Le domande sul verdetto contro Alberto Stasi
Stasi, ex fidanzato della vittima, sconta dal 2015 una condanna definitiva a 16 anni. Dieci punti probatori — dal racconto al 118 alla compatibilità delle scarpe n. 42 — avevano convinto la Cassazione. Oggi quegli stessi atti vengono riletti alla luce delle impronte e del DNA che puntano su Sempio. Gli avvocati di Stasi preparano un’istanza di revisione, forte del principio secondo cui due sentenze definitive contrastanti non possono coesistere.
Giuristi come Gian Luigi Gatta avvertono, però, che la strada non è priva di ostacoli: per revocare una condanna serve una “nuova prova decisiva”, non semplici dubbi.

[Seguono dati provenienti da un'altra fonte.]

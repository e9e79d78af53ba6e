//! Wire tests for `AviaClient` against a local HTTP stub
//!
//! The stub answers every request with one fixed status and body and keeps
//! the request lines it received, so the tests can check both the query the
//! client sends and how it handles the reply.

use aviasky::{AviaClient, AviaError, ClientConfig, SearchBackend, SearchQuery};
use std::sync::{Arc, Mutex};
use tokio::io::{AsyncReadExt, AsyncWriteExt};
use tokio::net::TcpListener;

struct Stub {
    endpoint: String,
    requests: Arc<Mutex<Vec<String>>>,
}

impl Stub {
    /// Request targets (path and query) received so far
    fn targets(&self) -> Vec<String> {
        self.requests.lock().unwrap().clone()
    }
}

async fn start_stub(status: u16, body: &'static str) -> Stub {
    let listener = TcpListener::bind("127.0.0.1:0").await.unwrap();
    let addr = listener.local_addr().unwrap();
    let requests = Arc::new(Mutex::new(Vec::new()));

    let seen = Arc::clone(&requests);
    tokio::spawn(async move {
        loop {
            let Ok((mut socket, _)) = listener.accept().await else {
                return;
            };
            let seen = Arc::clone(&seen);
            tokio::spawn(async move {
                let mut raw = Vec::new();
                let mut buf = [0u8; 1024];
                while !raw.windows(4).any(|w| w == b"\r\n\r\n") {
                    match socket.read(&mut buf).await {
                        Ok(0) | Err(_) => return,
                        Ok(n) => raw.extend_from_slice(&buf[..n]),
                    }
                }

                let head = String::from_utf8_lossy(&raw);
                if let Some(target) = head
                    .lines()
                    .next()
                    .and_then(|line| line.split_whitespace().nth(1))
                {
                    seen.lock().unwrap().push(target.to_string());
                }

                let response = format!(
                    "HTTP/1.1 {} Stub\r\nContent-Type: application/json\r\nContent-Length: {}\r\nConnection: close\r\n\r\n{}",
                    status,
                    body.len(),
                    body
                );
                let _ = socket.write_all(response.as_bytes()).await;
                let _ = socket.shutdown().await;
            });
        }
    });

    Stub {
        endpoint: format!("http://{}/fn", addr),
        requests,
    }
}

fn client_for(stub: &Stub) -> AviaClient {
    let mut config = ClientConfig::with_endpoint(&stub.endpoint).unwrap();
    config.system_proxy = false;
    AviaClient::new(config).unwrap()
}

const FLIGHTS_BODY: &str = r#"{
    "flights": [{
        "id": "SU2108", "airline": "Aeroflot", "origin": "MOW", "destination": "PAR",
        "departure_time": "08:30", "arrival_time": "11:45", "duration": "3h 15m",
        "price": 25650, "currency": "RUB", "stops": 0, "aircraft": "Airbus A320"
    }],
    "search_params": {"origin": "MOW", "destination": "PAR", "date": "2025-08-15"}
}"#;

#[tokio::test]
async fn test_search_sends_canonical_query() {
    let stub = start_stub(200, FLIGHTS_BODY).await;
    let client = client_for(&stub);

    let query = SearchQuery {
        origin: "MOW".to_string(),
        destination: "PAR".to_string(),
        depart_date: "2025-08-15".to_string(),
    };
    let flights = client.search_flights(&query).await.unwrap();

    assert_eq!(flights.len(), 1);
    assert_eq!(flights[0].id, "SU2108");
    assert_eq!(
        stub.targets(),
        vec!["/fn?action=search&origin=MOW&destination=PAR&depart_date=2025-08-15".to_string()]
    );
}

#[tokio::test]
async fn test_fetch_cities_sends_action() {
    let stub = start_stub(
        200,
        r#"{"cities": [{"code": "PAR", "name": "Paris", "country": "France"}]}"#,
    )
    .await;
    let cities = client_for(&stub).fetch_cities().await.unwrap();

    assert_eq!(cities.len(), 1);
    assert_eq!(cities[0].code, "PAR");
    assert_eq!(stub.targets(), vec!["/fn?action=cities".to_string()]);
}

#[tokio::test]
async fn test_fetch_cities_matching_sends_filter() {
    let stub = start_stub(
        200,
        r#"{"cities": [{"code": "LON", "name": "London", "country": "UK"}]}"#,
    )
    .await;
    let cities = client_for(&stub).fetch_cities_matching("lon don").await.unwrap();

    assert_eq!(cities[0].name, "London");
    assert_eq!(stub.targets(), vec!["/fn?action=cities&q=lon+don".to_string()]);
}

#[tokio::test]
async fn test_missing_fields_decode_to_empty_lists() {
    let stub = start_stub(200, r#"{"status": "ok"}"#).await;
    let client = client_for(&stub);

    assert!(client.fetch_cities().await.unwrap().is_empty());

    let query = SearchQuery {
        origin: "LON".to_string(),
        destination: "PAR".to_string(),
        depart_date: "2025-08-15".to_string(),
    };
    assert!(client.search_flights(&query).await.unwrap().is_empty());
}

#[tokio::test]
async fn test_error_status_maps_to_bad_status() {
    let stub = start_stub(502, r#"{"error": "upstream"}"#).await;
    let client = client_for(&stub);

    match client.fetch_cities().await {
        Err(AviaError::BadStatus { action, status }) => {
            assert_eq!(action, "cities");
            assert_eq!(status, 502);
        }
        other => panic!("expected BadStatus, got {:?}", other),
    }
}

#[tokio::test]
async fn test_invalid_json_is_a_json_error() {
    let stub = start_stub(200, "<html>not json</html>").await;
    let result = client_for(&stub).fetch_cities().await;
    assert!(matches!(result, Err(AviaError::JsonError(_))));
}

#[tokio::test]
async fn test_telegram_url() {
    let stub = start_stub(200, r#"{"telegram_url": "https://t.me/aviasky_bot"}"#).await;
    let client = client_for(&stub);

    assert_eq!(
        client.fetch_telegram_url().await.unwrap(),
        "https://t.me/aviasky_bot"
    );
    assert_eq!(stub.targets(), vec!["/fn?action=telegram".to_string()]);
}

#[tokio::test]
async fn test_empty_telegram_url_is_missing() {
    let stub = start_stub(200, r#"{"telegram_url": ""}"#).await;
    let result = client_for(&stub).fetch_telegram_url().await;
    assert!(matches!(result, Err(AviaError::MissingMessagingUrl)));
}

In assenza dell’intonaco, l’impronta rischia di diventare insufficiente; allo stesso tempo, un’eventuale condanna di Sempio aprirebbe comunque il conflitto tra giudicati, obbligando i tribunali a riesaminare l’intero caso.
Come si muove la Procura di Pavia oggi
Il procuratore Fabio Napoleone ha delegato i carabinieri del Nucleo investigativo di Milano a una revisione completa della scena: ricostruzione della dinamica con Bloodstain Pattern Analysis, studio delle ferite, ricerca dell’arma mai trovata (forse un attizzatoio, forse una pinza da camino). Parallelamente verranno analizzati due profili maschili rinvenuti sotto le unghie della vittima, uno riconducibile a Sempio. Il calendario segna il 17 giugno per l’incidente probatorio su tutti i reperti superstiti.

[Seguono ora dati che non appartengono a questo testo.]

//! Autocomplete input with a dropdown of caller-filtered options
//!
//! The component is controlled: the caller owns the text value and the
//! option list, and reacts to the [`AutocompleteEvent`]s returned by the
//! input handlers. The component owns only the dropdown state: whether it
//! is open and which option is highlighted.

use crate::events::{EventScope, PointerEvent, Rect, Subscription};
use crate::City;
use std::cell::Cell;
use std::rc::Rc;
use tracing::debug;

/// Item that can be shown and committed in an autocomplete dropdown
pub trait SearchOption: Clone {
    /// Stable identifier, unique within one option list
    fn key(&self) -> &str;
    /// Text written into the input on commit
    fn label(&self) -> &str;
    /// Secondary line shown under the label
    fn detail(&self) -> &str;
}

impl SearchOption for City {
    fn key(&self) -> &str {
        &self.code
    }

    fn label(&self) -> &str {
        &self.name
    }

    fn detail(&self) -> &str {
        &self.country
    }
}

/// Keys the component reacts to
#[derive(Debug, Clone, Copy, PartialEq, Eq)]
pub enum Key {
    ArrowDown,
    ArrowUp,
    Enter,
    Escape,
    Other,
}

/// Notification for the owner of the component
#[derive(Debug, Clone, PartialEq)]
pub enum AutocompleteEvent<T> {
    /// The text value should become this string
    Changed(String),
    /// An option was committed
    Selected(T),
}

#[derive(Debug, Clone, Copy, PartialEq, Eq, Default)]
struct DropdownState {
    is_open: bool,
    highlighted: Option<usize>,
}

impl DropdownState {
    fn open(&mut self) {
        self.is_open = true;
    }

    fn close(&mut self) {
        self.is_open = false;
        self.highlighted = None;
    }
}

/// One row of the visible dropdown
#[derive(Debug, Clone, PartialEq, Eq)]
pub struct OptionRow<'a> {
    pub key: &'a str,
    pub label: &'a str,
    pub detail: &'a str,
    pub highlighted: bool,
}

/// Everything needed to draw one autocomplete
#[derive(Debug, Clone, PartialEq, Eq)]
pub struct AutocompleteView<'a> {
    pub value: &'a str,
    pub placeholder: &'a str,
    pub icon: Option<&'a str>,
    pub loading: bool,
    /// `None` when the dropdown is hidden
    pub dropdown: Option<Vec<OptionRow<'a>>>,
}

/// Autocomplete component over options of type `T`
#[derive(Debug)]
pub struct Autocomplete<T: SearchOption> {
    placeholder: String,
    icon: Option<String>,
    loading: bool,
    options: Vec<T>,
    state: Rc<Cell<DropdownState>>,
    bounds: Rc<Cell<Rect>>,
    outside_click: Option<Subscription>,
}

impl<T: SearchOption> Autocomplete<T> {
    pub fn new(placeholder: impl Into<String>) -> Self {
        Self {
            placeholder: placeholder.into(),
            icon: None,
            loading: false,
            options: Vec::new(),
            state: Rc::new(Cell::new(DropdownState::default())),
            bounds: Rc::new(Cell::new(Rect::default())),
            outside_click: None,
        }
    }

    pub fn with_icon(mut self, icon: impl Into<String>) -> Self {
        self.icon = Some(icon.into());
        self
    }

    /// Attach to a page: start listening for pointer events outside `bounds`.
    ///
    /// Mounting an already mounted component replaces its listener.
    pub fn mount(&mut self, scope: &EventScope, bounds: Rect) {
        self.bounds.set(bounds);

        let state = Rc::downgrade(&self.state);
        let region = Rc::downgrade(&self.bounds);
        let subscription = scope.subscribe(move |event: &PointerEvent| {
            let (Some(state), Some(region)) = (state.upgrade(), region.upgrade()) else {
                return;
            };
            if region.get().contains(event.position()) {
                return;
            }
            let mut current = state.get();
            if current.is_open {
                current.close();
                state.set(current);
                debug!("Dropdown closed by outside pointer event");
            }
        });

        self.outside_click = Some(subscription);
    }

    /// Detach from the page, releasing the pointer listener
    pub fn unmount(&mut self) {
        self.outside_click = None;
        self.update(DropdownState::close);
    }

    pub fn is_mounted(&self) -> bool {
        self.outside_click.is_some()
    }

    pub fn set_bounds(&mut self, bounds: Rect) {
        self.bounds.set(bounds);
    }

    pub fn bounds(&self) -> Rect {
        self.bounds.get()
    }

    pub fn set_loading(&mut self, loading: bool) {
        self.loading = loading;
    }

    pub fn is_loading(&self) -> bool {
        self.loading
    }

    /// Replace the candidate options; a highlight past the new end is dropped
    pub fn set_options(&mut self, options: Vec<T>) {
        self.options = options;
        let len = self.options.len();
        self.update(|state| {
            if state.highlighted.is_some_and(|i| i >= len) {
                state.highlighted = None;
            }
        });
    }

    pub fn options(&self) -> &[T] {
        &self.options
    }

    pub fn is_open(&self) -> bool {
        self.state.get().is_open
    }

    pub fn highlighted_index(&self) -> Option<usize> {
        self.state.get().highlighted
    }

    /// Whether the option list is visible: open and non-empty
    pub fn shows_dropdown(&self) -> bool {
        self.is_open() && !self.options.is_empty()
    }

    pub fn focus(&mut self) {
        self.update(DropdownState::open);
    }

    /// The user edited the text
    pub fn input(&mut self, text: impl Into<String>) -> Vec<AutocompleteEvent<T>> {
        self.update(|state| {
            state.open();
            state.highlighted = None;
        });
        vec![AutocompleteEvent::Changed(text.into())]
    }

    pub fn key(&mut self, key: Key) -> Vec<AutocompleteEvent<T>> {
        let current = self.state.get();
        if !current.is_open {
            return Vec::new();
        }

        let len = self.options.len();
        match key {
            Key::ArrowDown => {
                self.update(|state| {
                    state.highlighted = match state.highlighted {
                        None if len > 0 => Some(0),
                        Some(i) if i + 1 < len => Some(i + 1),
                        unchanged => unchanged,
                    };
                });
                Vec::new()
            }
            Key::ArrowUp => {
                self.update(|state| {
                    state.highlighted = state.highlighted.and_then(|i| i.checked_sub(1));
                });
                Vec::new()
            }
            Key::Enter => match current.highlighted {
                Some(index) if index < len => self.commit(index),
                _ => Vec::new(),
            },
            Key::Escape => {
                self.update(DropdownState::close);
                Vec::new()
            }
            Key::Other => Vec::new(),
        }
    }

    /// Direct activation of the option at `index`
    pub fn click_option(&mut self, index: usize) -> Vec<AutocompleteEvent<T>> {
        if index < self.options.len() {
            self.commit(index)
        } else {
            Vec::new()
        }
    }

    pub fn view<'a>(&'a self, value: &'a str) -> AutocompleteView<'a> {
        let highlighted = self.highlighted_index();
        let dropdown = self.shows_dropdown().then(|| {
            self.options
                .iter()
                .enumerate()
                .map(|(i, option)| OptionRow {
                    key: option.key(),
                    label: option.label(),
                    detail: option.detail(),
                    highlighted: highlighted == Some(i),
                })
                .collect()
        });

        AutocompleteView {
            value,
            placeholder: &self.placeholder,
            icon: self.icon.as_deref(),
            loading: self.loading,
            dropdown,
        }
    }

    fn commit(&mut self, index: usize) -> Vec<AutocompleteEvent<T>> {
        let option = self.options[index].clone();
        debug!(key = option.key(), "Option committed");
        self.update(DropdownState::close);
        vec![
            AutocompleteEvent::Changed(option.label().to_string()),
            AutocompleteEvent::Selected(option),
        ]
    }

    fn update(&self, f: impl FnOnce(&mut DropdownState)) {
        let mut state = self.state.get();
        f(&mut state);
        self.state.set(state);
    }
}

I tecnici del Ris dovranno spiegare anche l’impronta 10, fotografata sulla porta d’ingresso: otto minuzie, poche per l’identificazione, ma forse abbastanza per un test biologico. Intanto l’ex procuratore Mario Venditti, che chiese l’archiviazione per Sempio nel 2017, definisce l’impronta 33 “inservibile e infruttuosa” e invita a “evitare narrazioni diffamanti”. Il confronto tra vecchie e nuove perizie sarà il momento di verità per capire se l’indagine può davvero decollare.
Cosa c’è in gioco per la verità giudiziaria
La scomparsa di un reperto fisico solleva interrogativi sulla gestione delle prove nei casi di lunga durata. Se il frammento non riapparirà, la difesa di Sempio potrà lamentare l’impossibilità di un esame irripetibile; la difesa di Stasi dirà l’opposto, accusando gli archivi di aver “cancellato” la prova della sua innocenza. È il paradosso di un cold case in cui la tecnologia corre più veloce degli schedari.
Oltre a decidere chi ha ucciso Chiara Poggi, la partita ridefinirà il rapporto fra scienza forense e processi penali in Italia. I passi falsi del passato — catene di custodia fragili, reperti trattati con metodiche ormai superate — mostrano quanto sia cruciale conservare i materiali in modo corretto. Dal 13 agosto 2007 a oggi, la ricerca della verità ha cambiato protagonisti ma non urgenza: senza l’intonaco fantasma, il rischio è di restare ancora prigionieri di un dubbio.